Schwartz: Software may slow F-35 development By Dave Majumdar - Sunday Mar 6, 2011


"The painstaking effort to write the complex software for the F-35 may slow development of the fighter jet, the Air Force’s top uniformed officer said.

Air Force Chief of Staff Gen. Norton Schwartz said his service’s version of the tri-service stealth fighter is showing “good software stability,” but also that he was worried that the Joint Strike Fighter program might not be able to finish and test the software on time.

That might cause the software to become “the pacing item in terms of the development schedule,” Schwartz said last week at a conference hosted by Credit Suisse.

JSF program officials don’t dispute that, but say they have added extra time and more software engineers to stave off delays.

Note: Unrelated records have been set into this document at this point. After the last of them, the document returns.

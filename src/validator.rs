// Query Validator
// Parser-only validation against the host engine. The validator never
// executes a search; it orchestrates the engine's parse path and shields
// callers from engine faults.

use std::sync::Arc;
use tracing::warn;

use crate::contracts::{AuthenticatedUser, QueryEngine};

/// Message reported for blank candidates, which are rejected before the
/// engine is ever consulted.
pub const BLANK_QUERY_MESSAGE: &str = "Query cannot be empty";

/// Validation verdict for a candidate query string.
#[derive(Debug, Clone, PartialEq, Eq)]
pub struct Validation {
    pub valid: bool,
    pub errors: Vec<String>,
}

impl Validation {
    pub fn valid() -> Self {
        Self {
            valid: true,
            errors: Vec::new(),
        }
    }

    pub fn invalid(errors: Vec<String>) -> Self {
        Self {
            valid: false,
            errors,
        }
    }

    /// All error messages joined for single-string contexts (envelope
    /// details, `SettingsError::InvalidQuery`).
    pub fn detail(&self) -> String {
        self.errors.join("; ")
    }
}

/// Validates candidate queries through the engine's parse-only path.
#[derive(Clone)]
pub struct QueryValidator {
    engine: Arc<dyn QueryEngine>,
}

impl QueryValidator {
    pub fn new(engine: Arc<dyn QueryEngine>) -> Self {
        Self { engine }
    }

    /// Validate a candidate query for the acting user.
    ///
    /// Blank input is invalid with a fixed message and is not forwarded to
    /// the engine. An engine fault is converted into an invalid verdict
    /// carrying the fault message; it never propagates as an error.
    pub async fn validate(&self, user: &AuthenticatedUser, candidate: &str) -> Validation {
        let trimmed = candidate.trim();
        if trimmed.is_empty() {
            return Validation::invalid(vec![BLANK_QUERY_MESSAGE.to_string()]);
        }

        match self.engine.parse(user, trimmed).await {
            Ok(outcome) if outcome.valid => Validation::valid(),
            Ok(outcome) => Validation::invalid(outcome.errors),
            Err(e) => {
                warn!(user = %user.key, error = %e, "Query parser failed, reporting invalid");
                Validation::invalid(vec![format!("Query validation failed: {e}")])
            }
        }
    }
}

“The schedule and resourcing has been adjusted to address the risks that we saw associated with those next steps,” Maj. Gen. C.D. Moore, deputy JSF program manager, said at the same conference.

The F-35 program has been producing software at a world-class rate, but bringing the various bits of software together and integrating it with other onboard systems has historically been problematic, Moore said.

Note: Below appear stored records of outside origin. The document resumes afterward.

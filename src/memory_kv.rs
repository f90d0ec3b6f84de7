// In-Memory KVStore
// Bundled settings persistence for standalone runs and tests. The host
// platform normally provides this capability; nothing here survives a
// process restart.

use anyhow::Result;
use async_trait::async_trait;
use parking_lot::RwLock;
use std::collections::HashMap;
use std::sync::Arc;

use crate::contracts::KVStore;

/// Process-local string map behind a lock. Writes interleave last-write-wins
/// per key, matching the consistency model of the host store it stands in for.
#[derive(Debug, Default)]
pub struct MemoryKVStore {
    entries: RwLock<HashMap<String, String>>,
}

impl MemoryKVStore {
    pub fn new() -> Self {
        Self::default()
    }

    /// Number of stored keys. Test-facing, but harmless in production.
    pub fn len(&self) -> usize {
        self.entries.read().len()
    }

    pub fn is_empty(&self) -> bool {
        self.entries.read().is_empty()
    }

    /// Snapshot of all keys, for assertions about what a save touched.
    pub fn keys(&self) -> Vec<String> {
        let mut keys: Vec<String> = self.entries.read().keys().cloned().collect();
        keys.sort();
        keys
    }
}

/// Convenience constructor returning the store ready for injection.
pub fn create_memory_kv_store() -> Arc<MemoryKVStore> {
    Arc::new(MemoryKVStore::new())
}

#[async_trait]
impl KVStore for MemoryKVStore {
    async fn get(&self, key: &str) -> Result<Option<String>> {
        Ok(self.entries.read().get(key).cloned())
    }

    async fn put(&self, key: &str, value: &str) -> Result<()> {
        self.entries
            .write()
            .insert(key.to_string(), value.to_string());
        Ok(())
    }
}

#[cfg(test)]
mod tests {
    use super::*;

    #[tokio::test]
    async fn get_returns_what_put_stored() -> Result<()> {
        let store = MemoryKVStore::new();
        assert_eq!(store.get("portal.settings.global").await?, None);

        store.put("portal.settings.global", "{}").await?;
        assert_eq!(
            store.get("portal.settings.global").await?,
            Some("{}".to_string())
        );
        Ok(())
    }

    #[tokio::test]
    async fn last_write_wins_per_key() -> Result<()> {
        let store = MemoryKVStore::new();
        store.put("k", "first").await?;
        store.put("k", "second").await?;
        assert_eq!(store.get("k").await?, Some("second".to_string()));
        assert_eq!(store.len(), 1);
        Ok(())
    }
}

Along with software, Schwartz said, the plane’s production schedule and technical glitches with the helmet-mounted display were his top concerns about the F-35A.

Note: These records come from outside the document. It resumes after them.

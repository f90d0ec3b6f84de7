// Deskportal - Service-Desk Portal Requests and Settings Service
// Root library module

pub mod observability;
pub mod contracts;
pub mod types;
pub mod settings;
pub mod validator;
pub mod resolver;
pub mod envelope;
pub mod wrappers;
pub mod memory_kv;
pub mod catalog_engine;
pub mod local_host;
pub mod http_server;

// Re-export key types
pub use observability::{
    init_logging,
    init_logging_with_level,
    metrics_snapshot,
    with_request_id,
    RequestContext,
};

pub use contracts::{
    AuthenticatedUser,
    Authenticator,
    IssueRecord,
    KVStore,
    ParseOutcome,
    QueryEngine,
    Renderer,
};

// Re-export the configuration domain
pub use types::{ButtonSlot, ScopeKey, MAX_BUTTON_SLOTS};

pub use settings::{PortalConfig, PortalConfigPatch, SettingsError, SettingsStore};

pub use resolver::{default_query, effective_query_of, ConfigResolver, FALLBACK_PROJECT_KEY};

pub use validator::{QueryValidator, Validation, BLANK_QUERY_MESSAGE};

pub use envelope::{Diagnostics, ErrorEnvelope};

// Re-export bundled adapters
pub use catalog_engine::CatalogQueryEngine;
pub use local_host::{PlainRenderer, StaticAuthenticator};
pub use memory_kv::{create_memory_kv_store, MemoryKVStore};
pub use wrappers::TracedKVStore;

// Re-export the HTTP surface
pub use http_server::{create_server, start_server, ServiceDeskRequest};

He also said the fighter was structurally sound but has a few aerodynamic “hot spots.” The aircraft continues to perform well in flight tests, exceeding both its planned time aloft and test points.

“From a performance point of view the platform looks solid, but there a couple other aspects that are worrisome,” he said.

Schwartz also questioned whether Lockheed Martin would be able to deliver aircraft as scheduled.

“The more fundamental issue is the ability of the factory floor to produce machines on time and with minimum change work and so forth,” he said. “I’ve been disappointed in the fact that the schedule has continued to slip. We had a plan for nose-to-tail exchange between legacy aircraft and the F-35. That plan has been upset. … It’s a pain in the a$$.”

He implored Lockheed Martin to “deliver what they promised.”

The JSF program office said that the program is keeping to its revised schedule.

“The production line, right now, is holding schedule. I think that’s the first time I can stand in front of you and say that,” Moore said.

Right now, there are 100 aircraft in some stage of the manufacturing process, and 50 should be flying by 2012, he said.

Moore said that he expects the process to improve and get cheaper as experience builds. Production should start to increase in 2013.

But Moore said Congress’ inability to pass a 2011 budget has held up negotiations over low rate initial production lot 5.

“Until Congress speaks and gives us that direction, our LRIP 5 negotiations will be somewhat delayed,” Moore said.

He said he expects the number of aircraft to be “in the 30 range,” but said that would likely require “some level of relief” — more money than allowed under the prevailing continuing resolution.

Helmet-mounted display
Schwartz also noted problems with the helmet’s visor, which is meant to display various flight data and even night-vision images captured by fuselage-mounted cameras.

“The helmet-mounted display has some issues which will need to be addressed, clearly, particularly with an airplane without a head-up display,” he said.

Moore said program officials are looking at alternative displays in hopes of using competition to spur contractors into correcting the problems.

Drew Brugal, president of Vision Systems International, which makes the F-35 helmet, said he was not surprised by the generals’ comments.

“I also suspect that comments about VSI being a concern will not abate until there is a schedule in place, and we have had more flight and positive comments on the ECP-1 [helmet mounted display] configuration,” Brugal said.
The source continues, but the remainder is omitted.